Graham proceeded with the 1st Battalion to America, and was present under Sir Sydney Beckwith at the attack on Norfolk and taking of Hampton, Virginia in 1814. When the brigade was broken up, Graham accompanied the battalion to Canada, and was sent in charge of a division of gunboats to attack an American battery at the head of Lake Champlain, with which he was engaged several hours. Afterwards he returned with the battalion to the coast of America, and was present at the attack and capture of Fort Peter and the town of St. Mary's, Georgia.

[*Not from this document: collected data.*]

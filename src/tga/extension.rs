//! TGA 2.0 extension area: a fixed 495-byte metadata record.

use alloc::string::String;
use alloc::vec::Vec;
use core::fmt;

use crate::error::TgaWarning;

use super::utils::{fixed_str, u16_le, u32_le};

/// Size of the extension record; also the value of its first field.
pub const EXTENSION_SIZE: usize = 495;

const COMMENT_LINE: usize = 81;

/// How the alpha channel of 32-bit data should be interpreted.
#[derive(Clone, Copy, Debug, PartialEq, Eq, Hash)]
pub enum AttributesType {
    NoAlphaData,
    UndefinedIgnored,
    UndefinedRetained,
    UsefulAlphaChannel,
    PremultipliedAlpha,
}

impl AttributesType {
    /// Values outside 0..=4 have no meaning and yield `None`.
    pub fn from_u8(value: u8) -> Option<Self> {
        Some(match value {
            0 => Self::NoAlphaData,
            1 => Self::UndefinedIgnored,
            2 => Self::UndefinedRetained,
            3 => Self::UsefulAlphaChannel,
            4 => Self::PremultipliedAlpha,
            _ => return None,
        })
    }

    /// Whether stored alpha values should reach the output.
    pub fn keeps_alpha(self) -> bool {
        matches!(self, Self::UsefulAlphaChannel | Self::PremultipliedAlpha)
    }
}

/// Creation date and time, as stored.
#[derive(Clone, Copy, Debug, PartialEq, Eq)]
pub struct Timestamp {
    pub month: u16,
    pub day: u16,
    pub year: u16,
    pub hour: u16,
    pub minute: u16,
    pub second: u16,
}

impl fmt::Display for Timestamp {
    fn fmt(&self, f: &mut fmt::Formatter<'_>) -> fmt::Result {
        write!(
            f,
            "{:04}-{:02}-{:02} {:02}:{:02}:{:02}",
            self.year, self.month, self.day, self.hour, self.minute, self.second
        )
    }
}

/// Time spent on the job.
#[derive(Clone, Copy, Debug, Default, PartialEq, Eq)]
pub struct JobTime {
    pub hours: u16,
    pub minutes: u16,
    pub seconds: u16,
}

impl fmt::Display for JobTime {
    /// Renders like `2 hours 1 minute`; zero components are left out.
    fn fmt(&self, f: &mut fmt::Formatter<'_>) -> fmt::Result {
        let parts = [
            (self.hours, "hour"),
            (self.minutes, "minute"),
            (self.seconds, "second"),
        ];
        let mut first = true;
        for (value, unit) in parts {
            if value == 0 {
                continue;
            }
            if !first {
                f.write_str(" ")?;
            }
            first = false;
            let plural = if value > 1 { "s" } else { "" };
            write!(f, "{value} {unit}{plural}")?;
        }
        Ok(())
    }
}

/// Software version: a number scaled by 100 plus a release letter.
#[derive(Clone, Copy, Debug, PartialEq, Eq)]
pub struct SoftwareVersion {
    /// Version × 100, so 213 means 2.13.
    pub number: u16,
    /// Release letter; a space or NUL when unused.
    pub letter: u8,
}

impl fmt::Display for SoftwareVersion {
    fn fmt(&self, f: &mut fmt::Formatter<'_>) -> fmt::Result {
        write!(f, "{}.{:02}", self.number / 100, self.number % 100)?;
        if self.letter.is_ascii_graphic() {
            write!(f, "{}", char::from(self.letter))?;
        }
        Ok(())
    }
}

/// A numerator/denominator pair (pixel aspect ratio, gamma).
#[derive(Clone, Copy, Debug, PartialEq, Eq)]
pub struct Ratio {
    pub numerator: u16,
    pub denominator: u16,
}

impl Ratio {
    /// `None` when the denominator is 0, which marks the field unset.
    fn new(numerator: u16, denominator: u16) -> Option<Self> {
        (denominator != 0).then_some(Self {
            numerator,
            denominator,
        })
    }

    pub fn to_f64(self) -> f64 {
        f64::from(self.numerator) / f64::from(self.denominator)
    }
}

impl fmt::Display for Ratio {
    fn fmt(&self, f: &mut fmt::Formatter<'_>) -> fmt::Result {
        write!(f, "{}/{}", self.numerator, self.denominator)
    }
}

/// Key (background) color, stored B, G, R, A.
#[derive(Clone, Copy, Debug, Default, PartialEq, Eq)]
pub struct KeyColor {
    pub red: u8,
    pub green: u8,
    pub blue: u8,
    pub alpha: u8,
}

/// Parsed extension area. Unset fields are `None` or empty.
#[derive(Clone, Debug, PartialEq, Eq)]
pub struct ExtensionMetadata {
    pub author_name: String,
    /// Up to four comment lines joined with `\n`.
    pub author_comments: String,
    pub timestamp: Option<Timestamp>,
    pub job_name: String,
    pub job_time: JobTime,
    pub software_id: String,
    pub software_version: Option<SoftwareVersion>,
    pub key_color: KeyColor,
    pub aspect_ratio: Option<Ratio>,
    pub gamma: Option<Ratio>,
    pub color_correction_offset: u32,
    pub postage_stamp_offset: u32,
    pub scan_line_offset: u32,
    pub attributes_type: Option<AttributesType>,
}

/// Parse the extension record at `offset`.
///
/// Errors are warnings: the caller keeps decoding pixels without metadata.
pub fn parse_extension(data: &[u8], offset: u32) -> Result<ExtensionMetadata, TgaWarning> {
    let start = offset as usize;
    let rec = start
        .checked_add(EXTENSION_SIZE)
        .and_then(|end| data.get(start..end))
        .ok_or(TgaWarning::ExtensionOutOfBounds { offset })?;

    // Every read below is inside the 495-byte record.
    let word = |at: usize| u16_le(rec, at).unwrap_or(0);
    let dword = |at: usize| u32_le(rec, at).unwrap_or(0);

    let declared_size = word(0);
    if usize::from(declared_size) != EXTENSION_SIZE {
        return Err(TgaWarning::MalformedExtension { declared_size });
    }

    let comment_lines: Vec<String> = rec[43..367]
        .chunks_exact(COMMENT_LINE)
        .map(fixed_str)
        .filter(|line| !line.is_empty())
        .collect();

    let year = word(371);
    let timestamp = (year != 0).then(|| Timestamp {
        month: word(367),
        day: word(369),
        year,
        hour: word(373),
        minute: word(375),
        second: word(377),
    });

    let number = word(467);
    let letter = rec[469];
    let software_version =
        (!(number == 0 && letter == b' ')).then_some(SoftwareVersion { number, letter });

    Ok(ExtensionMetadata {
        author_name: fixed_str(&rec[2..43]),
        author_comments: comment_lines.join("\n"),
        timestamp,
        job_name: fixed_str(&rec[379..420]),
        job_time: JobTime {
            hours: word(420),
            minutes: word(422),
            seconds: word(424),
        },
        software_id: fixed_str(&rec[426..467]),
        software_version,
        key_color: KeyColor {
            blue: rec[470],
            green: rec[471],
            red: rec[472],
            alpha: rec[473],
        },
        aspect_ratio: Ratio::new(word(474), word(476)),
        gamma: Ratio::new(word(478), word(480)),
        color_correction_offset: dword(482),
        postage_stamp_offset: dword(486),
        scan_line_offset: dword(490),
        attributes_type: AttributesType::from_u8(rec[494]),
    })
}
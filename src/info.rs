use crate::error::TgaError;
use crate::tga::{self, ImageType, Version};

/// Image properties read from the header and footer, without decoding pixels.
#[derive(Clone, Debug, PartialEq, Eq)]
pub struct ImageInfo {
    pub width: u16,
    pub height: u16,
    pub image_type: ImageType,
    /// Bits per stored pixel or palette index.
    pub pixel_depth: u8,
    pub version: Version,
    pub rle: bool,
    pub top_to_bottom: bool,
    /// Whether the pixel format can carry alpha.
    pub has_transparency: bool,
}

impl ImageInfo {
    /// Probe a TGA file. Only the fixed header and the footer are read.
    pub fn from_bytes(data: &[u8]) -> Result<Self, TgaError> {
        let header = tga::parse_header(data)?;
        Ok(Self {
            width: header.width,
            height: header.height,
            image_type: header.image_type,
            pixel_depth: header.pixel_depth,
            version: header.version,
            rle: header.is_rle(),
            top_to_bottom: header.is_top_to_bottom(),
            has_transparency: header.has_transparency(),
        })
    }
}
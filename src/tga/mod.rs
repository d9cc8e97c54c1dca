//! TGA (Truevision Targa) decoding.
//!
//! Supports color-mapped, true-color and grayscale images, raw and RLE
//! storage, 8/15/16/24/32-bit pixels, and both the v1 layout and the v2
//! layout with its footer and extension area.
//!
//! Most callers want the top-level [`crate::decode`]; the pieces here are
//! public for tools that need the header, the RLE stream, or single pixels.

pub mod extension;
pub mod header;
pub mod resolve;
pub mod rle;
mod utils;

pub use extension::{
    AttributesType, ExtensionMetadata, JobTime, KeyColor, Ratio, SoftwareVersion, Timestamp,
    parse_extension,
};
pub use header::{FileHeader, ImageType, Version, detect_version, footer_offset, parse_header};
pub use resolve::{Palette, PixelDispatch, PixelFormat, resolve_pixel};
pub use rle::decode_rle;
pub use utils::expand_5_to_8;

use alloc::borrow::Cow;
use alloc::vec;
use alloc::vec::Vec;
use enough::Stop;

use crate::decode::DecodeOutput;
use crate::error::{TgaError, TgaWarning};
use crate::limits::Limits;

/// Parse the extension area of a v2 file, if it has one.
///
/// Problems with the record are returned as warnings and logged, never as errors.
pub(crate) fn read_extension(
    header: &FileHeader,
    data: &[u8],
) -> (Option<ExtensionMetadata>, Option<TgaWarning>) {
    if header.version != Version::V2 || header.extension_offset == 0 {
        return (None, None);
    }
    match parse_extension(data, header.extension_offset) {
        Ok(ext) => (Some(ext), None),
        Err(warning) => {
            log::warn!("tga: ignoring extension area: {warning}");
            (None, Some(warning))
        }
    }
}

/// Source rows of the raw pixel units, and the direction they run in.
#[derive(Clone, Copy)]
struct Rows {
    width: usize,
    height: usize,
    unit: usize,
    top_to_bottom: bool,
}

impl Rows {
    /// Source row that feeds destination row `dst`.
    #[inline]
    fn source_row(&self, dst: usize) -> usize {
        if self.top_to_bottom {
            dst
        } else {
            self.height - 1 - dst
        }
    }
}

/// Walk every destination pixel, feeding it the matching source unit.
fn fill_rows<F>(
    raw: &[u8],
    out: &mut [u8],
    rows: Rows,
    stop: &dyn Stop,
    mut resolve: F,
) -> Result<(), TgaError>
where
    F: FnMut(&[u8]) -> Result<[u8; 4], TgaError>,
{
    let src_stride = rows.width * rows.unit;
    let dst_stride = rows.width * 4;

    for dst_row in 0..rows.height {
        if dst_row % 16 == 0 {
            stop.check()?;
        }
        let src_start = rows.source_row(dst_row) * src_stride;
        let src = &raw[src_start..src_start + src_stride];
        let dst = &mut out[dst_row * dst_stride..(dst_row + 1) * dst_stride];

        for (unit, px) in src.chunks_exact(rows.unit).zip(dst.chunks_exact_mut(4)) {
            px.copy_from_slice(&resolve(unit)?);
        }
    }
    Ok(())
}

/// Decode a whole TGA file to RGBA8.
pub(crate) fn decode(
    data: &[u8],
    limits: Option<&Limits>,
    stop: &dyn Stop,
) -> Result<DecodeOutput, TgaError> {
    let header = parse_header(data)?;
    if let Some(limits) = limits {
        limits.check_dimensions(header.width, header.height)?;
    }

    let (extension, warning) = read_extension(&header, data);
    let warnings: Vec<TgaWarning> = warning.into_iter().collect();

    let width = usize::from(header.width);
    let height = usize::from(header.height);
    let too_large = || TgaError::DimensionsTooLarge {
        width: u32::from(header.width),
        height: u32::from(header.height),
    };
    let pixel_count = width.checked_mul(height).ok_or_else(too_large)?;
    let out_len = pixel_count.checked_mul(4).ok_or_else(too_large)?;

    if header.image_type == ImageType::NoData {
        if let Some(limits) = limits {
            limits.check_memory(out_len)?;
        }
        log::debug!("tga: {width}x{height} with no image data");
        return Ok(DecodeOutput::new(vec![0xFF; out_len], header, extension, warnings));
    }

    let attributes = extension.as_ref().and_then(|ext| ext.attributes_type);
    let dispatch = PixelDispatch::for_header(&header, attributes)?;
    let unit = dispatch.unit_size();
    let raw_len = pixel_count.checked_mul(unit).ok_or_else(too_large)?;

    if let Some(limits) = limits {
        let scratch = if header.is_rle() { raw_len } else { 0 };
        limits.check_memory(out_len.saturating_add(scratch))?;
    }
    stop.check()?;

    let start = header.image_data_offset();
    let end = footer_offset(&header, data.len()).min(data.len());
    let region = data.get(start..).ok_or(TgaError::UnexpectedEof)?;
    let region = &region[..end.saturating_sub(start)];

    let raw: Cow<'_, [u8]> = if header.is_rle() {
        Cow::Owned(rle::decode_rle_with_stop(region, unit, raw_len, stop)?)
    } else {
        Cow::Borrowed(region.get(..raw_len).ok_or(TgaError::UnexpectedEof)?)
    };

    let rows = Rows {
        width,
        height,
        unit,
        top_to_bottom: header.is_top_to_bottom(),
    };
    let mut pixels = vec![0u8; out_len];

    match dispatch {
        PixelDispatch::Direct(format) => {
            let convert = format.converter();
            fill_rows(&raw, &mut pixels, rows, stop, |src| Ok(convert(src)))?;
        }
        PixelDispatch::Indexed { index_size, entry } => {
            let palette = Palette::for_header(&header, data);
            let read_index = PixelDispatch::index_reader(index_size);
            let convert = entry.converter();
            // Runs of one index resolve through the palette once.
            let mut last: Option<(u16, [u8; 4])> = None;
            fill_rows(&raw, &mut pixels, rows, stop, |src| {
                let index = read_index(src);
                if let Some((prev, rgba)) = last {
                    if prev == index {
                        return Ok(rgba);
                    }
                }
                let rgba = palette
                    .entry(index)
                    .map(convert)
                    .ok_or(TgaError::PaletteIndexOutOfRange { index })?;
                last = Some((index, rgba));
                Ok(rgba)
            })?;
        }
    }

    let stored_alpha = PixelFormat::TrueColor32 { keep_alpha: true };
    if attributes.is_none() && dispatch.output_format() == stored_alpha {
        opaque_if_alpha_unused(&mut pixels);
    }

    log::debug!(
        "tga: decoded {width}x{height} {:?} ({:?}, {}-bit, {})",
        header.image_type,
        header.version,
        header.pixel_depth,
        if rows.top_to_bottom { "top-down" } else { "bottom-up" },
    );

    Ok(DecodeOutput::new(pixels, header, extension, warnings))
}

/// A 32-bit image whose alpha is zero everywhere never meant to use it.
fn opaque_if_alpha_unused(pixels: &mut [u8]) {
    if pixels.chunks_exact(4).all(|px| px[3] == 0) {
        for px in pixels.chunks_exact_mut(4) {
            px[3] = 255;
        }
    }
}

He became a first lieutenant on 6 May 1825, and after almost thirty years service as a subaltern was promoted to captain on 10 July 1837. Soon after he joined the battalion of marines doing duty in Spain during the First Carlist War, and subsequently went to China, where he commanded the marine battalion in the demonstration against Nanking at the close of the First Anglo-Chinese War. He was promoted to major on 11 November and lieutenant colonel on 26 November 1851, and to colonel on 20 January 1854. In July–August 1854 Graham commanded a brigade of marines at the capture of Bomarsund Fortress, in Åland, during the Baltic campaign, and was made a Companion of the Order of the Bath in July 1855. He served as the Colonel Commandant of the Portsmouth Division of Royal Marines from 1855 to 1857, and as Aide-de-camp to the Queen from 1854 to 1857. He was made a major general in 1857, served as Colonel of the Plymouth Division from 1863, was made a lieutenant general and a Knight Commander of the Order of the Bath in 1865, General and Colonel of the Royal Marine Artillery in 1866, and finally retired in 1870.

==Personal life==
Graham was married twice; firstly in 1828 to Caroline, the daughter of George Palliser. After her death in 1859, he married Jane Mary, the daughter of Captain Lowcay, Royal Navy, and widow of Admiral William Blight, she died in 1866. Graham died at his residence, 69 Durnford Street, Stonehouse, Devonshire, on 9 October 1880.